In questa celebrazione vorrei proporvi brevissimamente le figure dei vescovi di Faenza fino alla Seconda Guerra Mondiale. Iniziando da mons. Gioacchino Cantagalli, che resse la diocesi dal 1884 al 1912. Un episcopato lunghissimo, caratterizzato da profondi e laceranti conflitti sociali ed economici, che ebbero pesanti ripercussioni anche nella vita della comunità cattolica locale. In tali contesti egli si dedicò con grande energia alla riorganizzazione delle strutture ecclesiali e delle associazioni laicali, contribuendo alla nascita di un cattolicesimo sociale impegnato, soprattutto nelle campagne, che inevitabilmente gli suscitarono parecchie opposizioni da parte anticlericale, ma che generarono la specificità di quel tessuto sociale locale fortemente permeato dalla dottrina cristiana e che costituì uno dei connotati peculiari della società faentina. Fiero avversario della scristianizzazione e della laicizzazione, comprese appieno l’importanza della catechesi e dell’educazione dei giovani, ma pure delle nuove forme di linguaggio mediatico.

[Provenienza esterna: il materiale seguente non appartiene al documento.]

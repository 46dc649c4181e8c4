use super::Hooks;
use crate::driver::{Connection, Driver};
use crate::error::{OrmError, OrmResult};
use crate::monitor::{LifecycleEvent, QueryHook};
use std::collections::{HashMap, VecDeque};
use std::fmt;
use std::sync::atomic::{AtomicU64, Ordering};
use std::sync::{Arc, Mutex, MutexGuard, PoisonError};

/// Connection ids are unique per process so a connection can never be
/// mistaken for one of another pool.
static NEXT_CONN_ID: AtomicU64 = AtomicU64::new(1);

type Slot = Arc<Mutex<Option<Box<dyn Connection>>>>;

fn lock_slot(slot: &Slot) -> MutexGuard<'_, Option<Box<dyn Connection>>> {
    slot.lock().unwrap_or_else(PoisonError::into_inner)
}

/// A connection handed out by a [`Pool`].
///
/// The pool keeps a handle on every checked-out connection so
/// [`Pool::disconnect_all`] can close it; using a handle afterwards fails with
/// a connection error.
pub struct PoolConnection {
    id: u64,
    slot: Slot,
}

impl PoolConnection {
    pub fn id(&self) -> u64 {
        self.id
    }

    /// Whether the physical connection was already closed.
    pub fn is_closed(&self) -> bool {
        lock_slot(&self.slot).is_none()
    }

    /// Run `f` with exclusive access to the connection.
    pub fn with<R>(&self, f: impl FnOnce(&mut dyn Connection) -> R) -> OrmResult<R> {
        let mut guard = lock_slot(&self.slot);
        match guard.as_mut() {
            Some(conn) => Ok(f(conn.as_mut())),
            None => Err(OrmError::Connection(format!(
                "connection {} is closed",
                self.id
            ))),
        }
    }
}

impl fmt::Debug for PoolConnection {
    fn fmt(&self, f: &mut fmt::Formatter<'_>) -> fmt::Result {
        f.debug_struct("PoolConnection")
            .field("id", &self.id)
            .field("closed", &self.is_closed())
            .finish()
    }
}

#[derive(Default)]
struct PoolState {
    idle: VecDeque<(u64, Slot)>,
    active: HashMap<u64, Slot>,
    /// Connections being opened outside the lock; they count toward the cap.
    opening: usize,
}

/// Produces connections and tracks which ones are idle or checked out.
///
/// All list updates happen under one mutex, so concurrent `connect` and
/// `disconnect` calls never lease the same connection twice.
pub struct Pool {
    driver: Arc<dyn Driver>,
    pooling: bool,
    max_conns: Option<usize>,
    hooks: Arc<Hooks>,
    state: Mutex<PoolState>,
}

impl Pool {
    pub(crate) fn new(
        driver: Arc<dyn Driver>,
        pooling: bool,
        max_conns: Option<usize>,
        hooks: Arc<Hooks>,
    ) -> Self {
        Self {
            driver,
            pooling,
            max_conns,
            hooks,
            state: Mutex::new(PoolState::default()),
        }
    }

    pub fn driver(&self) -> &Arc<dyn Driver> {
        &self.driver
    }

    pub fn is_pooling(&self) -> bool {
        self.pooling
    }

    pub fn max_conns(&self) -> Option<usize> {
        self.max_conns
    }

    pub fn idle_count(&self) -> usize {
        self.lock().idle.len()
    }

    pub fn active_count(&self) -> usize {
        self.lock().active.len()
    }

    fn lock(&self) -> MutexGuard<'_, PoolState> {
        self.state.lock().unwrap_or_else(PoisonError::into_inner)
    }

    fn emit(&self, event: LifecycleEvent) {
        self.hooks.snapshot().on_event(&event);
    }

    fn open(&self) -> OrmResult<(u64, Slot)> {
        let conn = self.driver.connect()?;
        let id = NEXT_CONN_ID.fetch_add(1, Ordering::Relaxed);
        tracing::debug!(
            target: "sqlweave.pool",
            conn_id = id,
            driver = self.driver.name(),
            "connection opened"
        );
        self.emit(LifecycleEvent::ConnectionOpened { conn_id: id });
        Ok((id, Arc::new(Mutex::new(Some(conn)))))
    }

    fn close_slot(&self, id: u64, slot: &Slot) -> OrmResult<()> {
        let Some(conn) = lock_slot(slot).take() else {
            return Ok(());
        };
        self.close_conn(id, conn)
    }

    fn close_conn(&self, id: u64, conn: Box<dyn Connection>) -> OrmResult<()> {
        let result = conn.close();
        tracing::debug!(target: "sqlweave.pool", conn_id = id, "connection closed");
        self.emit(LifecycleEvent::ConnectionClosed { conn_id: id });
        result
    }

    /// Get a connection.
    ///
    /// With `from_pool == false` or pooling disabled a new untracked
    /// connection is opened and the caller is responsible for closing it.
    /// Otherwise an idle connection is reused, or a new one opened while the
    /// number of checked-out connections is below the cap.
    pub fn connect(&self, from_pool: bool) -> OrmResult<PoolConnection> {
        if !from_pool || !self.pooling {
            let (id, slot) = self.open()?;
            return Ok(PoolConnection { id, slot });
        }

        {
            let mut state = self.lock();
            if let Some((id, slot)) = state.idle.pop_front() {
                state.active.insert(id, slot.clone());
                drop(state);
                tracing::debug!(target: "sqlweave.pool", conn_id = id, "connection checked out");
                self.emit(LifecycleEvent::CheckedOut { conn_id: id });
                return Ok(PoolConnection { id, slot });
            }
            if let Some(max) = self.max_conns {
                if state.active.len() + state.opening >= max {
                    return Err(OrmError::Capacity { max });
                }
            }
            state.opening += 1;
        }

        let opened = self.open();
        let mut state = self.lock();
        state.opening -= 1;
        let (id, slot) = opened?;
        state.active.insert(id, slot.clone());
        drop(state);
        tracing::debug!(target: "sqlweave.pool", conn_id = id, "connection checked out");
        self.emit(LifecycleEvent::CheckedOut { conn_id: id });
        Ok(PoolConnection { id, slot })
    }

    /// Give a connection back.
    ///
    /// The connection returns to the idle list unless `force` is set or
    /// pooling is disabled, in which case it is closed. Returning a live
    /// connection this pool did not hand out is a misuse error.
    pub fn disconnect(&self, conn: PoolConnection, force: bool) -> OrmResult<()> {
        let tracked = self.lock().active.remove(&conn.id).is_some();

        if force || !self.pooling {
            return self.close_slot(conn.id, &conn.slot);
        }
        if conn.is_closed() {
            return Ok(());
        }
        if !tracked {
            return Err(OrmError::misuse(format!(
                "connection {} is not checked out from this pool",
                conn.id
            )));
        }

        self.lock().idle.push_back((conn.id, conn.slot));
        tracing::debug!(target: "sqlweave.pool", conn_id = conn.id, "connection checked in");
        self.emit(LifecycleEvent::CheckedIn { conn_id: conn.id });
        Ok(())
    }

    /// Close every idle and checked-out connection.
    ///
    /// Handles still held by sessions stay valid objects but fail on use.
    /// Every connection is closed even if some fail; the first failure is
    /// returned.
    pub fn disconnect_all(&self) -> OrmResult<()> {
        // Slots are emptied before the pool lock is released, so a concurrent
        // `disconnect` of a drained connection finds it closed.
        let conns: Vec<(u64, Box<dyn Connection>)> = {
            let mut guard = self.lock();
            let state = &mut *guard;
            state
                .idle
                .drain(..)
                .chain(state.active.drain())
                .filter_map(|(id, slot)| {
                    let conn = lock_slot(&slot).take();
                    conn.map(|conn| (id, conn))
                })
                .collect()
        };
        tracing::debug!(target: "sqlweave.pool", count = conns.len(), "closing all connections");

        let mut first_err = None;
        for (id, conn) in conns {
            if let Err(e) = self.close_conn(id, conn) {
                tracing::error!(target: "sqlweave.pool", conn_id = id, error = %e, "failed to close connection");
                first_err.get_or_insert(e);
            }
        }
        match first_err {
            Some(e) => Err(e),
            None => Ok(()),
        }
    }
}

impl fmt::Debug for Pool {
    fn fmt(&self, f: &mut fmt::Formatter<'_>) -> fmt::Result {
        let state = self.lock();
        f.debug_struct("Pool")
            .field("driver", &self.driver.name())
            .field("pooling", &self.pooling)
            .field("max_conns", &self.max_conns)
            .field("idle", &state.idle.len())
            .field("active", &state.active.len())
            .finish()
    }
}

Infatti, durante il suo episcopato, nel 1899, prese avvio la pubblicazione del settimanale “Il Piccolo”, che iniziò a dare voce alle battaglie sociali dei parroci e del laicato.

Nel 1912 gli successe il bolognese Vincenzo Bacchi, che si trovò subito a fronteggiare gli eventi eversivi della cosiddetta Settimana Rossa, che ebbe importanti conseguenze nella parte “Bassa” della Diocesi, dove ad alcune chiese vennero appiccate le fiamme. Ma soprattutto Bacchi fu il vescovo della Prima Guerra Mondiale, con Faenza inclusa fra le cosiddette zone di guerra e che ospitò diversi ospedali militari e numerosi profughi. Mons. Bacchi in precedenza era stato il vicario generale dell’arcivescovo di Bologna Giacomo della Chiesa, divenuto papa con il nome di Benedetto XV e che passò alla storia come colui che definì la guerra “inutile strage”. Si trovò a gestire i gravi problemi sociali e pastorali del dopoguerra, ma senza tralasciare il consolidamento delle associazioni cattoliche, soprattutto dell’Azione Cattolica. Emblematico dello sforzo organizzativo fu anche l’avvio delle pubblicazioni del Bollettino Diocesano, a partire dal 1913. Il suo episcopato si concluse nel bel mezzo delle violenze fasciste, che non risparmiarono le associazioni cattoliche, anche perché particolarmente organizzate e con una diffusa base sociale.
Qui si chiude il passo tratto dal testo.